## [TASK DIRECTIONS]
Using the records that follow, work out how many lines hold the string "never" and provide that number only.

## [THE INPUT]
▼

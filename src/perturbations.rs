use crate::constants::{Degree, RADEG};
use crate::orbital_elements::OrbitalElements;

/// Sine of an angle given in degrees.
fn sind(x: Degree) -> f64 {
    (x * RADEG).sin()
}

/// Cosine of an angle given in degrees.
fn cosd(x: Degree) -> f64 {
    (x * RADEG).cos()
}

/// Apply the mutual perturbations of the three outer giants.
///
/// Jupiter, Saturn and Uranus pull on each other strongly enough that the plain
/// secular models need a periodic correction. The correction terms depend only on
/// the three mean anomalies (degrees, unnormalized) and are added to Jupiter's
/// longitude, Saturn's longitude and latitude, and Uranus's longitude.
///
/// Takes the three element sets by value and returns the corrected copies; the
/// raw six elements of each set are never modified. Mercury, Venus, Earth, Mars
/// and Neptune take no correction at all.
pub(crate) fn perturb_outer_planets(
    mut jupiter: OrbitalElements,
    mut saturn: OrbitalElements,
    mut uranus: OrbitalElements,
) -> (OrbitalElements, OrbitalElements, OrbitalElements) {
    let mj = jupiter.mean_anomaly;
    let ms = saturn.mean_anomaly;
    let mu = uranus.mean_anomaly;

    let mut jupiter_added_long = 0.0;
    jupiter_added_long += -0.332 * sind(2.0 * mj - 5.0 * ms - 67.6);
    jupiter_added_long += -0.056 * sind(2.0 * mj - 2.0 * ms + 21.0);
    jupiter_added_long += 0.042 * sind(3.0 * mj - 5.0 * ms + 21.0);
    jupiter_added_long += -0.036 * sind(mj - 2.0 * ms);
    jupiter_added_long += 0.022 * cosd(mj - ms);
    jupiter_added_long += 0.023 * sind(2.0 * mj - 3.0 * ms + 52.0);
    jupiter_added_long += -0.016 * sind(mj - 5.0 * ms - 69.0);

    jupiter.set_longitude(jupiter.longitude() + jupiter_added_long);

    let mut saturn_added_long = 0.0;
    saturn_added_long += 0.812 * sind(2.0 * mj - 5.0 * ms - 67.6);
    saturn_added_long += -0.229 * cosd(2.0 * mj - 4.0 * ms - 2.0);
    saturn_added_long += 0.119 * sind(mj - 2.0 * ms - 3.0);
    saturn_added_long += 0.046 * sind(2.0 * mj - 6.0 * ms - 69.0);
    saturn_added_long += 0.014 * sind(mj - 3.0 * ms + 32.0);

    saturn.set_longitude(saturn.longitude() + saturn_added_long);

    let mut saturn_added_lat = 0.0;
    saturn_added_lat += -0.020 * cosd(2.0 * mj - 4.0 * ms - 2.0);
    saturn_added_lat += 0.018 * sind(2.0 * mj - 6.0 * ms - 49.0);

    saturn.set_latitude(saturn.latitude() + saturn_added_lat);

    let mut uranus_added_long = 0.0;
    uranus_added_long += 0.040 * sind(ms - 2.0 * mu + 6.0);
    uranus_added_long += 0.035 * sind(ms - 3.0 * mu + 33.0);
    uranus_added_long += -0.015 * sind(mj - mu + 20.0);

    uranus.set_longitude(uranus.longitude() + uranus_added_long);

    (jupiter, saturn, uranus)
}

#[cfg(test)]
mod perturbations_test {
    use super::*;
    use crate::planets::Planet;
    use approx::assert_abs_diff_eq;

    #[test]
    fn test_corrections_at_reference_instant() {
        let (jupiter, saturn, uranus) = perturb_outer_planets(
            Planet::Jupiter.elements_at(0.0),
            Planet::Saturn.elements_at(0.0),
            Planet::Uranus.elements_at(0.0),
        );

        // Series evaluated by hand at Mj = 19.8950, Ms = 316.9670, Mu = 142.5905.
        assert_abs_diff_eq!(jupiter.longitude(), -0.069423547358166, epsilon = 1e-9);
        assert_abs_diff_eq!(saturn.longitude(), 0.175540993317255, epsilon = 1e-9);
        assert_abs_diff_eq!(saturn.latitude(), 0.000531009296613, epsilon = 1e-9);
        assert_abs_diff_eq!(uranus.longitude(), 0.004931698573033, epsilon = 1e-9);

        // Latitude is only ever corrected for Saturn.
        assert_eq!(jupiter.latitude(), 0.0);
        assert_eq!(uranus.latitude(), 0.0);
    }

    #[test]
    fn test_raw_elements_are_untouched() {
        let raw_jupiter = Planet::Jupiter.elements_at(8767.0);
        let raw_saturn = Planet::Saturn.elements_at(8767.0);
        let raw_uranus = Planet::Uranus.elements_at(8767.0);

        let (jupiter, saturn, uranus) =
            perturb_outer_planets(raw_jupiter.clone(), raw_saturn.clone(), raw_uranus.clone());

        for (corrected, raw) in [(&jupiter, &raw_jupiter), (&saturn, &raw_saturn), (&uranus, &raw_uranus)] {
            assert_eq!(corrected.ascending_node_longitude, raw.ascending_node_longitude);
            assert_eq!(corrected.inclination, raw.inclination);
            assert_eq!(corrected.perihelion_argument, raw.perihelion_argument);
            assert_eq!(corrected.semi_major_axis, raw.semi_major_axis);
            assert_eq!(corrected.eccentricity, raw.eccentricity);
            assert_eq!(corrected.mean_anomaly, raw.mean_anomaly);
            assert_eq!(corrected.tag, raw.tag);
        }
    }

    #[test]
    fn test_corrections_accumulate_onto_existing_coordinates() {
        let mut jupiter = Planet::Jupiter.elements_at(0.0);
        jupiter.set_longitude(10.0);

        let (perturbed_once, ..) = perturb_outer_planets(
            Planet::Jupiter.elements_at(0.0),
            Planet::Saturn.elements_at(0.0),
            Planet::Uranus.elements_at(0.0),
        );
        let (offset, ..) = perturb_outer_planets(
            jupiter,
            Planet::Saturn.elements_at(0.0),
            Planet::Uranus.elements_at(0.0),
        );

        // The step increments whatever is already in the coordinate field.
        assert_abs_diff_eq!(
            offset.longitude(),
            10.0 + perturbed_once.longitude(),
            epsilon = 1e-12
        );
    }
}
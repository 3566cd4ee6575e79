use criterion::{black_box, criterion_group, criterion_main, BatchSize, Criterion};
use rand::rngs::StdRng;
use rand::{Rng, SeedableRng};

use heliopos::ephemeris::PlanetEphemeris;
use heliopos::epoch::calendar_to_day_count;

/// Full engine run from a calendar date: epoch conversion, eight secular models,
/// outer-planet perturbation step.
fn bench_from_calendar(c: &mut Criterion) {
    let mut rng = StdRng::seed_from_u64(0xDEADBEEF);
    let samples = 10_000usize;

    c.bench_function("planet_positions/from_calendar", |b| {
        b.iter_batched(
            || {
                // Pre-generate dates to avoid RNG cost in the timed section
                (0..samples)
                    .map(|_| {
                        let year = rng.random_range(1900.0..2100.0_f64).floor();
                        let month = rng.random_range(1.0..13.0_f64).floor();
                        let day = rng.random_range(1.0..29.0_f64).floor();
                        let hour = rng.random_range(0.0..24.0_f64).floor();
                        let minute = rng.random_range(0.0..60.0_f64).floor();
                        (year, month, day, hour, minute)
                    })
                    .collect::<Vec<_>>()
            },
            |dates| {
                for (year, month, day, hour, minute) in dates {
                    let ephemeris = PlanetEphemeris::new(
                        black_box(year),
                        black_box(month),
                        black_box(day),
                        black_box(hour),
                        black_box(minute),
                    );
                    black_box(ephemeris);
                }
            },
            BatchSize::LargeInput,
        )
    });
}

/// Engine run from an already-computed day count, isolating the model + perturbation cost.
fn bench_from_day_count(c: &mut Criterion) {
    let mut rng = StdRng::seed_from_u64(0xBADF00D);
    let samples = 10_000usize;

    c.bench_function("planet_positions/from_day_count", |b| {
        b.iter_batched(
            || {
                (0..samples)
                    .map(|_| rng.random_range(-40000.0..40000.0_f64))
                    .collect::<Vec<_>>()
            },
            |days| {
                for day in days {
                    let ephemeris = PlanetEphemeris::from_day_count(black_box(day));
                    black_box(ephemeris);
                }
            },
            BatchSize::LargeInput,
        )
    });
}

/// Epoch conversion alone.
fn bench_epoch_conversion(c: &mut Criterion) {
    c.bench_function("planet_positions/calendar_to_day_count", |b| {
        b.iter(|| {
            let day = calendar_to_day_count(
                black_box(2024.),
                black_box(1.),
                black_box(1.),
                black_box(0.),
                black_box(0.),
            );
            black_box(day);
        })
    });
}

criterion_group!(
    name = benches;
    config = Criterion::default();
    targets = bench_from_calendar, bench_from_day_count, bench_epoch_conversion
);
criterion_main!(benches);
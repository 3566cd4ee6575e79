//! # Planet ephemeris engine
//!
//! This module defines the [`PlanetEphemeris`] struct, the façade that wires together:
//!
//! 1. **Epoch conversion** ([`crate::epoch`]) – calendar date → fractional day count.
//! 2. **Secular element models** ([`crate::planets`]) – one linear model per planet.
//! 3. **Outer-planet perturbations** – the fixed trigonometric correction applied to
//!    Jupiter, Saturn and Uranus after the raw models are evaluated.
//!
//! The engine computes everything once at construction and retains the eight element
//! sets for its lifetime. Each instance owns its results exclusively: separate
//! invocations share no state, so independent threads may each build and query their
//! own engine without synchronization.
//!
//! ## Typical usage
//!
//! ```rust
//! use heliopos::ephemeris::PlanetEphemeris;
//! use heliopos::planets::Planet;
//!
//! // Elements of all eight planets on 2024 Jan 1, 00:00 UT
//! let ephemeris = PlanetEphemeris::new(2024., 1., 1., 0., 0.);
//!
//! let mars = ephemeris.get(Planet::Mars);
//! println!("Mars mean anomaly: {}°", mars.mean_anomaly);
//!
//! for (planet, elements) in ephemeris.iter() {
//!     println!("{planet}: a = {} AU", elements.semi_major_axis);
//! }
//! ```

use crate::constants::Days;
use crate::epoch::calendar_to_day_count;
use crate::orbital_elements::OrbitalElements;
use crate::perturbations::perturb_outer_planets;
use crate::planets::Planet;

/// Low-precision heliocentric elements of the eight major planets at one instant.
///
/// Construction evaluates the full pipeline (epoch conversion, eight secular models,
/// outer-planet perturbation step); every accessor afterwards is idempotent and
/// side-effect-free. The planet order is fixed: Mercury, Venus, Earth, Mars,
/// Jupiter, Saturn, Uranus, Neptune.
#[derive(Debug, Clone, PartialEq)]
pub struct PlanetEphemeris {
    day: Days,
    planets: [OrbitalElements; 8],
}

impl PlanetEphemeris {
    /// Build the ephemeris for a calendar date and time (UT).
    ///
    /// All inputs are real numbers and none of them is range-checked; out-of-range
    /// values produce a mathematically defined but astronomically meaningless
    /// result (see [`calendar_to_day_count`]).
    ///
    /// Arguments
    /// ---------
    /// * `year`: calendar year
    /// * `month`: calendar month
    /// * `day`: calendar day, may be fractional
    /// * `hour`: hour of the day
    /// * `minute`: minute of the hour
    pub fn new(year: f64, month: f64, day: f64, hour: f64, minute: f64) -> Self {
        Self::from_day_count(calendar_to_day_count(year, month, day, hour, minute))
    }

    /// Build the ephemeris directly from a day count relative to 2000 Jan 0.0 UT.
    pub fn from_day_count(day: Days) -> Self {
        let [mercury, venus, earth, mars, jupiter, saturn, uranus, neptune] =
            Planet::ALL.map(|planet| planet.elements_at(day));

        let (jupiter, saturn, uranus) = perturb_outer_planets(jupiter, saturn, uranus);

        Self {
            day,
            planets: [mercury, venus, earth, mars, jupiter, saturn, uranus, neptune],
        }
    }

    /// The eight element sets, in ascending heliocentric distance order.
    pub fn planets(&self) -> &[OrbitalElements; 8] {
        &self.planets
    }

    /// The element set of one planet.
    pub fn get(&self, planet: Planet) -> &OrbitalElements {
        &self.planets[planet as usize]
    }

    /// The day count this ephemeris was evaluated at.
    pub fn day_count(&self) -> Days {
        self.day
    }

    /// Iterate over `(planet, elements)` pairs in the fixed planet order.
    pub fn iter(&self) -> impl Iterator<Item = (Planet, &OrbitalElements)> {
        Planet::ALL.into_iter().zip(self.planets.iter())
    }
}
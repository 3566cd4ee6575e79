//! # Heliocentric orbital element store
//!
//! This module defines the [`OrbitalElements`] struct holding the **six classical
//! orbital elements** of one planet at one epoch, in the low-precision secular
//! parameterization produced by [`crate::planets`].
//!
//! ## What is stored?
//!
//! 1. **Ω** – Longitude of ascending node (degrees)
//! 2. **i** – Inclination (degrees)
//! 3. **ω** – Argument of perihelion (degrees)
//! 4. **a** – Semi-major axis (AU)
//! 5. **e** – Eccentricity (unitless)
//! 6. **M** – Mean anomaly (degrees, **unbounded** – never wrapped to `[0, 360)`)
//!
//! plus an opaque per-planet `tag` and two **derived** ecliptic coordinates,
//! `longitude` and `latitude`. The derivation of the coordinates from the raw
//! elements is owned by downstream consumers; this crate only ever *increments*
//! them, so after an engine run they carry the outer-planet perturbation deltas
//! for Jupiter/Saturn/Uranus and `0.0` for every other planet.
//!
//! ## Units
//!
//! - Angles: **degrees**
//! - Lengths: **AU**
//!
//! ## See also
//!
//! - [`Planet::elements_at`](crate::planets::Planet::elements_at) – Produces an instance from a day count.
//! - [`PlanetEphemeris`](crate::ephemeris::PlanetEphemeris) – Engine returning the eight instances in order.

use serde::{Deserialize, Serialize};
use std::fmt;

use crate::constants::{AstronomicalUnit, Degree};

/// Low-precision heliocentric orbital elements of one planet at one epoch.
///
/// Units
/// -----
/// * `ascending_node_longitude`: degrees (Ω).
/// * `inclination`: degrees (i).
/// * `perihelion_argument`: degrees (ω).
/// * `semi_major_axis`: Astronomical Units (a).
/// * `eccentricity`: unitless, in `[0, 1)` (e).
/// * `mean_anomaly`: degrees, unbounded (M).
///
/// Notes
/// -----
/// The mean anomaly grows linearly with the day count and is deliberately left
/// unnormalized; consumers rely on the periodicity of the trigonometric
/// functions instead of an explicit modulo step.
///
/// For Earth, `ascending_node_longitude` and `inclination` are always exactly
/// zero: Earth's orbital plane defines the reference plane.
#[derive(Debug, Clone, PartialEq, Serialize, Deserialize)]
pub struct OrbitalElements {
    pub ascending_node_longitude: Degree,
    pub inclination: Degree,
    pub perihelion_argument: Degree,
    pub semi_major_axis: AstronomicalUnit,
    pub eccentricity: f64,
    pub mean_anomaly: Degree,
    /// Opaque per-planet metadata (25, 50, …, 200), passed through untouched.
    pub tag: u32,
    longitude: Degree,
    latitude: Degree,
}

impl OrbitalElements {
    /// Build an element set from the six raw elements plus the opaque tag.
    ///
    /// The derived `longitude`/`latitude` coordinates start at `0.0`; only the
    /// perturbation step ever adjusts them.
    pub fn new(
        ascending_node_longitude: Degree,
        inclination: Degree,
        perihelion_argument: Degree,
        semi_major_axis: AstronomicalUnit,
        eccentricity: f64,
        mean_anomaly: Degree,
        tag: u32,
    ) -> Self {
        Self {
            ascending_node_longitude,
            inclination,
            perihelion_argument,
            semi_major_axis,
            eccentricity,
            mean_anomaly,
            tag,
            longitude: 0.0,
            latitude: 0.0,
        }
    }

    /// Derived ecliptic longitude contribution (degrees).
    pub fn longitude(&self) -> Degree {
        self.longitude
    }

    pub fn set_longitude(&mut self, longitude: Degree) {
        self.longitude = longitude;
    }

    /// Derived ecliptic latitude contribution (degrees).
    pub fn latitude(&self) -> Degree {
        self.latitude
    }

    pub fn set_latitude(&mut self, latitude: Degree) {
        self.latitude = latitude;
    }
}

impl fmt::Display for OrbitalElements {
    fn fmt(&self, f: &mut fmt::Formatter<'_>) -> fmt::Result {
        writeln!(f, "Orbital Elements (tag {})", self.tag)?;
        writeln!(f, "-------------------------------------------")?;
        writeln!(
            f,
            "  Ω   (ascending node)        = {:.6}°",
            self.ascending_node_longitude
        )?;
        writeln!(f, "  i   (inclination)           = {:.6}°", self.inclination)?;
        writeln!(
            f,
            "  ω   (argument of perihelion)= {:.6}°",
            self.perihelion_argument
        )?;
        writeln!(
            f,
            "  a   (semi-major axis)       = {:.6} AU",
            self.semi_major_axis
        )?;
        writeln!(f, "  e   (eccentricity)          = {:.6}", self.eccentricity)?;
        writeln!(f, "  M   (mean anomaly)          = {:.6}°", self.mean_anomaly)?;
        writeln!(f, "  Δλ  (longitude)             = {:.6}°", self.longitude)?;
        write!(f, "  Δβ  (latitude)              = {:.6}°", self.latitude)
    }
}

▲

## [RESULT FOR THIS EXERCISE]
2